Saved entries

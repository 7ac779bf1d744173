//! LXMF's own error type. Reticulum-layer failures (crypto, packet framing,
//! link state) are wrapped rather than reused, since most callers here care
//! about a narrower question: could this message be encoded, decoded, or
//! proved valid.

use thiserror::Error;

#[derive(Debug, Error)]
pub enum LxmfError {
    #[error("decode error: {0}")]
    Decode(String),
    #[error("encode error: {0}")]
    Encode(String),
    #[error("io error: {0}")]
    Io(String),
    #[error("verify error: {0}")]
    Verify(String),
    #[error("stamp error: {0}")]
    Stamp(String),
    #[error("reticulum error: {0}")]
    Reticulum(#[from] reticulum::RnsError),
}
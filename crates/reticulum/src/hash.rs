//! Full and truncated SHA-256 hashes, matching the reference byte-for-byte.

use sha2::{Digest, Sha256};

pub const HASH_SIZE: usize = 32;
pub const ADDRESS_HASH_SIZE: usize = 16;

/// A full 32-byte SHA-256 digest.
#[derive(Clone, Copy, PartialEq, Eq, PartialOrd, Ord, Hash)]
pub struct Hash([u8; HASH_SIZE]);

impl Hash {
    pub fn new_from_slice(data: &[u8]) -> Self {
        let mut hasher = Sha256::new();
        hasher.update(data);
        let digest = hasher.finalize();
        let mut out = [0u8; HASH_SIZE];
        out.copy_from_slice(&digest);
        Self(out)
    }

    pub fn from_bytes(bytes: [u8; HASH_SIZE]) -> Self {
        Self(bytes)
    }

    pub fn as_slice(&self) -> &[u8] {
        &self.0
    }

    pub fn to_bytes(self) -> [u8; HASH_SIZE] {
        self.0
    }

    /// First 16 bytes of this digest, the destination/link/packet address form.
    pub fn truncate(&self) -> AddressHash {
        let mut out = [0u8; ADDRESS_HASH_SIZE];
        out.copy_from_slice(&self.0[..ADDRESS_HASH_SIZE]);
        AddressHash(out)
    }
}

impl fmt_impls::DebugHex for Hash {
    fn hex_bytes(&self) -> &[u8] {
        &self.0
    }
}

/// A 16-byte truncated hash: the wire identifier for destinations, links and packets.
#[derive(Clone, Copy, PartialEq, Eq, PartialOrd, Ord, Hash, Default)]
pub struct AddressHash([u8; ADDRESS_HASH_SIZE]);

impl AddressHash {
    pub const fn from_bytes(bytes: [u8; ADDRESS_HASH_SIZE]) -> Self {
        Self(bytes)
    }

    pub fn as_slice(&self) -> &[u8] {
        &self.0
    }

    pub fn to_bytes(self) -> [u8; ADDRESS_HASH_SIZE] {
        self.0
    }

    pub fn from_slice(data: &[u8]) -> Option<Self> {
        if data.len() != ADDRESS_HASH_SIZE {
            return None;
        }
        let mut out = [0u8; ADDRESS_HASH_SIZE];
        out.copy_from_slice(data);
        Some(Self(out))
    }

    /// Truncated hash of arbitrary data, i.e. `sha256(data)[..16]`.
    pub fn digest(data: &[u8]) -> Self {
        Hash::new_from_slice(data).truncate()
    }
}

impl fmt_impls::DebugHex for AddressHash {
    fn hex_bytes(&self) -> &[u8] {
        &self.0
    }
}

mod fmt_impls {
    use std::fmt;

    pub trait DebugHex {
        fn hex_bytes(&self) -> &[u8];
    }

    impl fmt::Debug for super::Hash {
        fn fmt(&self, f: &mut fmt::Formatter<'_>) -> fmt::Result {
            write!(f, "Hash({})", hex::encode(self.as_slice()))
        }
    }

    impl fmt::Debug for super::AddressHash {
        fn fmt(&self, f: &mut fmt::Formatter<'_>) -> fmt::Result {
            write!(f, "AddressHash({})", hex::encode(self.as_slice()))
        }
    }

    impl fmt::Display for super::AddressHash {
        fn fmt(&self, f: &mut fmt::Formatter<'_>) -> fmt::Result {
            write!(f, "{}", hex::encode(self.as_slice()))
        }
    }
}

▶ [YOUR TASK] Copy out all the entries exactly once more.

▶ [REPLY TO THE EXERCISE]
repository 7ac779bf1d744173
//! LXMF's own error type. Reticulum-layer failures (crypto, packet framing,
//! link state) are wrapped rather than reused, since most callers here care
//! about a narrower question: could this message be encoded, decoded, or
//! proved valid.

use thiserror::Error;

#[derive(Debug, Error)]
pub enum LxmfError {
    #[error("decode error: {0}")]
    Decode(String),
    #[error("encode error: {0}")]
    Encode(String),
    #[error("io error: {0}")]
    Io(String),
    #[error("verify error: {0}")]
    Verify(String),
    #[error("stamp error: {0}")]
    Stamp(String),
    #[error("reticulum error: {0}")]
    Reticulum(#[from] reticulum::RnsError),
}
filename crates/reticulum/src/hash.rs
//! Full and truncated SHA-256 hashes, matching the reference byte-for-byte.

use sha2::{Digest, Sha256};

pub const HASH_SIZE: usize = 32;
pub const ADDRESS_HASH_SIZE: usize = 16;

/// A full 32-byte SHA-256 digest.
#[derive(Clone, Copy, PartialEq, Eq, PartialOrd, Ord, Hash)]
pub struct Hash([u8; HASH_SIZE]);

impl Hash {
    pub fn new_from_slice(data: &[u8]) -> Self {
        let mut hasher = Sha256::new();
        hasher.update(data);
        let digest = hasher.finalize();
        let mut out = [0u8; HASH_SIZE];
        out.copy_from_slice(&digest);
        Self(out)
    }

    pub fn from_bytes(bytes: [u8; HASH_SIZE]) -> Self {
        Self(bytes)
    }

    pub fn as_slice(&self) -> &[u8] {
        &self.0
    }

    pub fn to_bytes(self) -> [u8; HASH_SIZE] {
        self.0
    }

    /// First 16 bytes of this digest, the destination/link/packet address form.
    pub fn truncate(&self) -> AddressHash {
        let mut out = [0u8; ADDRESS_HASH_SIZE];
        out.copy_from_slice(&self.0[..ADDRESS_HASH_SIZE]);
        AddressHash(out)
    }
}

impl fmt_impls::DebugHex for Hash {
    fn hex_bytes(&self) -> &[u8] {
        &self.0
    }
}

/// A 16-byte truncated hash: the wire identifier for destinations, links and packets.
#[derive(Clone, Copy, PartialEq, Eq, PartialOrd, Ord, Hash, Default)]
pub struct AddressHash([u8; ADDRESS_HASH_SIZE]);

impl AddressHash {
    pub const fn from_bytes(bytes: [u8; ADDRESS_HASH_SIZE]) -> Self {
        Self(bytes)
    }

    pub fn as_slice(&self) -> &[u8] {
        &self.0
    }

    pub fn to_bytes(self) -> [u8; ADDRESS_HASH_SIZE] {
        self.0
    }

    pub fn from_slice(data: &[u8]) -> Option<Self> {
        if data.len() != ADDRESS_HASH_SIZE {
            return None;
        }
        let mut out = [0u8; ADDRESS_HASH_SIZE];
        out.copy_from_slice(data);
        Some(Self(out))
    }

    /// Truncated hash of arbitrary data, i.e. `sha256(data)[..16]`.
    pub fn digest(data: &[u8]) -> Self {
        Hash::new_from_slice(data).truncate()
    }
}

impl fmt_impls::DebugHex for AddressHash {
    fn hex_bytes(&self) -> &[u8] {
        &self.0
    }
}

mod fmt_impls {
    use std::fmt;

    pub trait DebugHex {
        fn hex_bytes(&self) -> &[u8];
    }

    impl fmt::Debug for super::Hash {
        fn fmt(&self, f: &mut fmt::Formatter<'_>) -> fmt::Result {
            write!(f, "Hash({})", hex::encode(self.as_slice()))
        }
    }

    impl fmt::Debug for super::AddressHash {
        fn fmt(&self, f: &mut fmt::Formatter<'_>) -> fmt::Result {
            write!(f, "AddressHash({})", hex::encode(self.as_slice()))
        }
    }

    impl fmt::Display for super::AddressHash {
        fn fmt(&self, f: &mut fmt::Formatter<'_>) -> fmt::Result {
            write!(f, "{}", hex::encode(self.as_slice()))
        }
    }
}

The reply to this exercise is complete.